I was eating breakfast at the luncheonette one day with a guy who is one of those spiritual-not-religious types. In fact, my friend is a follower of the “esoteric” spiritual way that I mentioned in a previous post. I was telling him about the Catholic Church and what drew me to it. I spoke of the communion of saints and the belief, which I hold dear, that holy men and women from all times and places are present to us today in the Church, as a sort of chorus of friends to listen and be called upon.
Then I noticed the Pez dispensers. “Seriously,” I said to my friend, “kind of like those Pez dispensers. As real as them: above our heads but here in the room with us.” I could see from the change in my friend’s expression that he thought momentarily and unfairly of questioning my sanity. But then he recovered his composure and replied.
“Yeah,” he said, “I get what you mean. It’s like I’ve always wondered about the meaning of the conscious circle of humanity.” I nodded but only to mark a brief time-out in what had become a weird conversation.

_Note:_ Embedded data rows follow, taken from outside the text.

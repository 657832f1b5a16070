use std::{env, fs};

use anyhow::Context;
use chrono::{Local, NaiveDate};
use dotenv::dotenv;
use tracing::{info, warn};
use tracing_subscriber::{layer::SubscriberExt, util::SubscriberInitExt};

use availability_cell::models::{ClinicSchedule, DayAvailability, SlotRules};
use availability_cell::services::AvailabilityService;

const NEXT_AVAILABLE_SEARCH_DAYS: u32 = 14;
const MAX_RULE_MINUTES: u32 = 24 * 60;

#[derive(Debug, Clone)]
struct PreviewConfig {
    schedule_file: String,
    rules: SlotRules,
}

impl PreviewConfig {
    fn from_env() -> Self {
        let schedule_file = env::var("SCHEDULE_FILE").unwrap_or_else(|_| {
            warn!("SCHEDULE_FILE not set, using schedule.json");
            "schedule.json".to_string()
        });

        let defaults = SlotRules::default();
        Self {
            schedule_file,
            rules: SlotRules {
                slot_duration_minutes: minutes_var(
                    "SLOT_DURATION_MINUTES",
                    defaults.slot_duration_minutes,
                ),
                booking_buffer_minutes: minutes_var(
                    "BOOKING_BUFFER_MINUTES",
                    defaults.booking_buffer_minutes,
                ),
            },
        }
    }
}

fn minutes_var(name: &str, default: u32) -> u32 {
    match env::var(name) {
        Ok(raw) => parse_minutes(name, &raw, default),
        Err(_) => default,
    }
}

// Rules are minutes within a day; anything else falls back to the default.
fn parse_minutes(name: &str, raw: &str, default: u32) -> u32 {
    match raw.parse::<u32>() {
        Ok(minutes) if minutes <= MAX_RULE_MINUTES => minutes,
        _ => {
            warn!(
                "{} must be a number of minutes within a day, using {}",
                name, default
            );
            default
        }
    }
}

fn main() -> anyhow::Result<()> {
    // Loading Env Vars
    dotenv().ok();

    // Initialize tracing
    tracing_subscriber::registry()
        .with(tracing_subscriber::EnvFilter::new(
            std::env::var("RUST_LOG").unwrap_or_else(|_| "info".into()),
        ))
        .with(tracing_subscriber::fmt::layer())
        .init();

    let config = PreviewConfig::from_env();
    let clinic = load_schedule(&config.schedule_file)?;

    if let Err(error) = clinic.validate() {
        warn!("Schedule for {} has issues: {}", clinic.clinic_name, error);
    }

    let now = Local::now().naive_local();
    let date = match env::args().nth(1) {
        Some(raw) => NaiveDate::parse_from_str(&raw, "%Y-%m-%d")
            .with_context(|| format!("invalid date argument {:?}, expected YYYY-MM-DD", raw))?,
        None => now.date(),
    };

    let service = AvailabilityService::new(config.rules);
    let sheet = service.day_availability(&clinic, date, now);

    info!("Slot sheet for {} on {}", clinic.clinic_name, date);
    print_sheet(&sheet);

    if !sheet.has_availability() {
        match service.find_next_available(&clinic, date, now, NEXT_AVAILABLE_SEARCH_DAYS) {
            Some(suggestion) => {
                println!("Next available: {} at {}", suggestion.date, suggestion.slot.time)
            }
            None => println!(
                "No availability within the next {} days",
                NEXT_AVAILABLE_SEARCH_DAYS
            ),
        }
    }

    Ok(())
}

fn load_schedule(path: &str) -> anyhow::Result<ClinicSchedule> {
    let raw = fs::read_to_string(path)
        .with_context(|| format!("failed to read schedule file {}", path))?;
    let clinic = serde_json::from_str(&raw)
        .with_context(|| format!("failed to parse schedule file {}", path))?;
    Ok(clinic)
}

fn print_sheet(sheet: &DayAvailability) {
    if sheet.is_closed {
        println!("{}: closed", sheet.date);
        return;
    }
    if sheet.slots.is_empty() {
        println!("{}: no bookable hours", sheet.date);
        return;
    }

    for slot in &sheet.slots {
        let marker = if slot.available { "open" } else { "----" };
        println!("  {:>8}  [{}]", slot.time, marker);
    }
    println!(
        "{} of {} slots available",
        sheet.available_count(),
        sheet.slots.len()
    );
}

You may not have a clue what my friend was saying about the conscious circle of humanity, but I knew. In the spiritual system he follows, which I followed once too, it is said that today on earth—maybe somewhere in the Himalayas or the Hindu Kush—there is a group of evolved, highly conscious people, the wisest men and women on earth. God knows, maybe they’re together in a brownstone on the Upper East Side. Maybe they’re not all in one place, but they’re definitely in contact with one another. They could be Facebook friends.
This conscious circle, the teaching says, receives and transmits and somehow mediates for the rest of us less conscious types the “higher influences” flowing from somewhere or other. (The precise location of somewhere or other was never explained to my satisfaction.) I suspect that this belief system comes down to us from people like Annie Besant and the Theosophical Society, who started the whole Wisdom-from-the-East industry in the late nineteenth century.

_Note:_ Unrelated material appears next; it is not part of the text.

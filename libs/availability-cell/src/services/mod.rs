pub mod schedule;
pub mod slots;

pub use schedule::AvailabilityService;
pub use slots::SlotCalculator;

The corollary of the conscious circle of humanity is, We’re not it. The rest of us live in the outer circle, an outer ring of darkness, like something in Dante. Our only hope is to evolve sufficiently to merit the attention or influence of the conscious circle. Otherwise, we’re all ants and bees.
This is so different from the communion of saints as to be laughable. I did not tell my friend this. If spiritual-not-religious works for him, so be it. I can’t convince him. All I can do is witness to the truth I’ve found.

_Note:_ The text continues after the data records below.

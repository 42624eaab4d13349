use crate::config::Config;
use anyhow::Result;
use libsql::{Builder, Connection, Database as LibsqlDatabase};
use std::path::Path;
use tokio::sync::Mutex;

const SYSTEM_MIGRATIONS: &[(&str, &str)] =
    &[("system/000_migrations_table.sql", include_str!("migrations/system/000_migrations_table.sql"))];

const MIGRATIONS: &[(&str, &str)] = &[
    ("001_library_schema.sql", include_str!("migrations/001_library_schema.sql")),
    ("002_todos_schema.sql", include_str!("migrations/002_todos_schema.sql")),
];

const SEEDS: &[(&str, &str)] = &[
    ("seed/library.sql", include_str!("migrations/seed/library.sql")),
    ("seed/todos.sql", include_str!("migrations/seed/todos.sql")),
];

pub struct Database {
    _db: LibsqlDatabase,
    conn: Connection,
    tx_lock: Mutex<()>,
}

impl Database {
    pub fn connection(&self) -> &Connection {
        &self.conn
    }

    /// Serializes multi-statement transactions on the shared connection.
    pub fn tx_lock(&self) -> &Mutex<()> {
        &self.tx_lock
    }

    async fn is_migration_applied(conn: &Connection, name: &str) -> Result<bool> {
        let query = "SELECT 1 FROM _migrations WHERE name = ?";
        match conn.query(query, libsql::params![name]).await {
            Ok(mut rows) => Ok(rows.next().await?.is_some()),
            Err(e) => {
                if e.to_string().contains("no such table") {
                    Ok(false)
                } else {
                    Err(e.into())
                }
            }
        }
    }

    async fn record_migration(conn: &Connection, name: &str) -> Result<()> {
        let query = r#"
            INSERT INTO _migrations (name, applied_at)
            VALUES (?, strftime('%Y-%m-%dT%H:%M:%fZ', 'now'))
        "#;
        conn.execute(query, libsql::params![name]).await?;
        Ok(())
    }

    async fn run_migration(conn: &Connection, name: &str, sql: &str) -> Result<()> {
        if Self::is_migration_applied(conn, name).await? {
            tracing::debug!("migration {} already applied, skipping", name);
            return Ok(());
        }

        tracing::info!("applying migration: {}", name);
        conn.execute_batch(sql)
            .await
            .map_err(|e| anyhow::anyhow!("failed to execute migration {name}: {e}"))?;

        Self::record_migration(conn, name).await?;
        Ok(())
    }

    pub async fn new(cfg: &Config, data_dir: &Path) -> Result<Self> {
        let path = data_dir.join(cfg.app.get_db());
        tracing::info!(path = ?path, "[db] opening local database");
        Self::open(&path).await
    }

    pub async fn open(path: impl AsRef<Path>) -> Result<Self> {
        let db = Builder::new_local(path.as_ref()).build().await?;
        Self::init(db).await
    }

    pub async fn in_memory() -> Result<Self> {
        let db = Builder::new_local(":memory:").build().await?;
        Self::init(db).await
    }

    async fn init(db: LibsqlDatabase) -> Result<Self> {
        let conn = db.connect()?;
        conn.query("SELECT 1", ()).await?;

        for (filename, sql) in SYSTEM_MIGRATIONS {
            Self::run_migration(&conn, filename, sql).await?;
        }

        for (filename, sql) in MIGRATIONS {
            Self::run_migration(&conn, filename, sql).await?;
        }

        Ok(Database {
            _db: db,
            conn,
            tx_lock: Mutex::new(()),
        })
    }

    /// Wipes the library and todo tables and reloads the demo rows.
    pub async fn seed(&self) -> Result<()> {
        let _guard = self.tx_lock.lock().await;

        for (name, sql) in SEEDS {
            tracing::info!("loading seed: {}", name);
            self.conn
                .execute_batch(sql)
                .await
                .map_err(|e| anyhow::anyhow!("failed to load seed {name}: {e}"))?;
        }

        Ok(())
    }
}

If I had it to say over again, I might say this—
The communion of saints is something of which every believing Christian is a part, whether you believe in saints or not.
The conscious circle of humanity is an unattainably remote group of lamas hidden in a place like Shangri-La, whose only real effect is to make us ordinary searchers feel like numbskulls.
The communion of saints is accessible to me anytime I get down on my knees, as I did this morning before St. Joseph, asking my friend to pray with me for the health of another friend.
The conscious circle of humanity is by definition inaccessible.
The communion of saints is democratic. Chesterton called it the “democracy of the dead.”
The conscious circle of humanity is a lofty aristocracy of the spirit that excludes almost everyone.
The communion of saints gives me hope.
The conscious circle of humanity—for all the many years that I gave credence to esoteric spirituality—made me feel hopeless. And certainly clueless, just like my friend who said, “I’ve always wondered . . .”
The communion of saints is one of the most precious and irreplaceable beliefs I hold.
The conscious circle of humanity is less useful to me than a collection of Pez dispensers.
That’s why I wrote the title of this post the way I did. The three phrases are in order of relative value.